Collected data

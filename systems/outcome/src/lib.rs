#![deny(
    unsafe_code,
    missing_docs,
    dead_code,
    unused_results,
    non_snake_case,
    unreachable_pub
)]

//! Defers the narrative notification that follows a latched outcome.

use std::time::Duration;

use warp_adventure_core::{Event, Outcome};

const DEFAULT_NOTIFY_DELAY: Duration = Duration::from_secs(2);

/// Narrative notification to deliver once its delay has passed.
#[derive(Clone, Copy, Debug, PartialEq, Eq)]
pub struct Notification {
    /// Outcome the narrative collaborator should present.
    pub outcome: Outcome,
    /// Time to wait before delivering the notification.
    pub delay: Duration,
}

/// Pure system that turns the first outcome latch into a delayed notification.
#[derive(Debug)]
pub struct OutcomeNotifier {
    delay: Duration,
    notified: bool,
}

impl Default for OutcomeNotifier {
    fn default() -> Self {
        Self::new(DEFAULT_NOTIFY_DELAY)
    }
}

impl OutcomeNotifier {
    /// Creates a notifier waiting `delay` after the latch.
    #[must_use]
    pub const fn new(delay: Duration) -> Self {
        Self {
            delay,
            notified: false,
        }
    }

    /// Reports whether a notification was already issued.
    #[must_use]
    pub const fn has_notified(&self) -> bool {
        self.notified
    }

    /// Consumes world events and emits at most one notification per session.
    pub fn handle(&mut self, events: &[Event], out: &mut Vec<Notification>) {
        if self.notified {
            return;
        }

        let latched = events.iter().find_map(|event| match event {
            Event::OutcomeLatched { outcome } => Some(*outcome),
            _ => None,
        });
        if let Some(outcome) = latched {
            self.notified = true;
            out.push(Notification {
                outcome,
                delay: self.delay,
            });
        }
    }
}

#[cfg(test)]
mod tests {
    use super::*;

    #[test]
    fn ignores_events_without_latch() {
        let mut notifier = OutcomeNotifier::default();
        let mut out = Vec::new();
        notifier.handle(&[Event::TimeAdvanced { tick: 1 }], &mut out);
        assert!(out.is_empty());
        assert!(!notifier.has_notified());
    }

    #[test]
    fn latch_produces_delayed_notification() {
        let mut notifier = OutcomeNotifier::default();
        let mut out = Vec::new();
        notifier.handle(
            &[Event::OutcomeLatched {
                outcome: Outcome::Victory,
            }],
            &mut out,
        );
        assert_eq!(
            out,
            vec![Notification {
                outcome: Outcome::Victory,
                delay: Duration::from_secs(2),
            }]
        );
    }

    #[test]
    fn only_first_latch_is_notified() {
        let mut notifier = OutcomeNotifier::new(Duration::from_millis(500));
        let mut out = Vec::new();
        let latch = |outcome| Event::OutcomeLatched { outcome };
        notifier.handle(&[latch(Outcome::Defeat)], &mut out);
        notifier.handle(&[latch(Outcome::Victory)], &mut out);
        assert_eq!(out.len(), 1);
        assert_eq!(out[0].outcome, Outcome::Defeat);
    }
}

▶ [What the exercise asks]
The entries shown above should be copied out word for word.

▶ [Task solution]
filename systems/outcome/src/lib.rs
#![deny(
    unsafe_code,
    missing_docs,
    dead_code,
    unused_results,
    non_snake_case,
    unreachable_pub
)]

//! Defers the narrative notification that follows a latched outcome.

use std::time::Duration;

use warp_adventure_core::{Event, Outcome};

const DEFAULT_NOTIFY_DELAY: Duration = Duration::from_secs(2);

/// Narrative notification to deliver once its delay has passed.
#[derive(Clone, Copy, Debug, PartialEq, Eq)]
pub struct Notification {
    /// Outcome the narrative collaborator should present.
    pub outcome: Outcome,
    /// Time to wait before delivering the notification.
    pub delay: Duration,
}

/// Pure system that turns the first outcome latch into a delayed notification.
#[derive(Debug)]
pub struct OutcomeNotifier {
    delay: Duration,
    notified: bool,
}

impl Default for OutcomeNotifier {
    fn default() -> Self {
        Self::new(DEFAULT_NOTIFY_DELAY)
    }
}

impl OutcomeNotifier {
    /// Creates a notifier waiting `delay` after the latch.
    #[must_use]
    pub const fn new(delay: Duration) -> Self {
        Self {
            delay,
            notified: false,
        }
    }

    /// Reports whether a notification was already issued.
    #[must_use]
    pub const fn has_notified(&self) -> bool {
        self.notified
    }

    /// Consumes world events and emits at most one notification per session.
    pub fn handle(&mut self, events: &[Event], out: &mut Vec<Notification>) {
        if self.notified {
            return;
        }

        let latched = events.iter().find_map(|event| match event {
            Event::OutcomeLatched { outcome } => Some(*outcome),
            _ => None,
        });
        if let Some(outcome) = latched {
            self.notified = true;
            out.push(Notification {
                outcome,
                delay: self.delay,
            });
        }
    }
}

#[cfg(test)]
mod tests {
    use super::*;

    #[test]
    fn ignores_events_without_latch() {
        let mut notifier = OutcomeNotifier::default();
        let mut out = Vec::new();
        notifier.handle(&[Event::TimeAdvanced { tick: 1 }], &mut out);
        assert!(out.is_empty());
        assert!(!notifier.has_notified());
    }

    #[test]
    fn latch_produces_delayed_notification() {
        let mut notifier = OutcomeNotifier::default();
        let mut out = Vec::new();
        notifier.handle(
            &[Event::OutcomeLatched {
                outcome: Outcome::Victory,
            }],
            &mut out,
        );
        assert_eq!(
            out,
            vec![Notification {
                outcome: Outcome::Victory,
                delay: Duration::from_secs(2),
            }]
        );
    }

    #[test]
    fn only_first_latch_is_notified() {
        let mut notifier = OutcomeNotifier::new(Duration::from_millis(500));
        let mut out = Vec::new();
        let latch = |outcome| Event::OutcomeLatched { outcome };
        notifier.handle(&[latch(Outcome::Defeat)], &mut out);
        notifier.handle(&[latch(Outcome::Victory)], &mut out);
        assert_eq!(out.len(), 1);
        assert_eq!(out[0].outcome, Outcome::Defeat);
    }
}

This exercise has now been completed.